§ TASK DESCRIPTION:
Begin at the top of the records and copy each line exactly. The line containing "holds filter directives" is the last one to include.

Stored data:
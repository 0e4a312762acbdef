//! Tracing subscriber setup for the `vittec` binary.

use std::sync::Once;

static TRACING_INIT: Once = Once::new();

/// Install the global subscriber.
///
/// Does nothing unless `VITTE_LOG` or `RUST_LOG` holds filter directives
/// (`VITTE_LOG` wins). With `VITTE_LOG_TREE=1` events are rendered as an
/// indented span tree. Output goes to stderr. Safe to call more than once.
pub fn init_tracing() {
    TRACING_INIT.call_once(|| {
        use tracing_subscriber::{fmt, prelude::*, EnvFilter};

        let Ok(directives) = std::env::var("VITTE_LOG").or_else(|_| std::env::var("RUST_LOG")) else {
            return;
        };
        let registry = tracing_subscriber::registry().with(EnvFilter::new(directives));
        let tree = std::env::var("VITTE_LOG_TREE").is_ok_and(|v| v.trim() == "1");
        // Another subscriber may already be installed (tests, embedding).
        let _ = if tree {
            registry
                .with(tracing_tree::HierarchicalLayer::new(2).with_targets(true))
                .try_init()
        } else {
            registry
                .with(
                    fmt::layer()
                        .with_writer(std::io::stderr)
                        .with_target(true)
                        .with_level(true),
                )
                .try_init()
        };
    });
}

§ RESULT OF THIS TASK:
repository 0e4a312762acbdef
//! Tracing subscriber setup for the `vittec` binary.

use std::sync::Once;

static TRACING_INIT: Once = Once::new();

/// Install the global subscriber.
///
/// Does nothing unless `VITTE_LOG` or `RUST_LOG` holds filter directives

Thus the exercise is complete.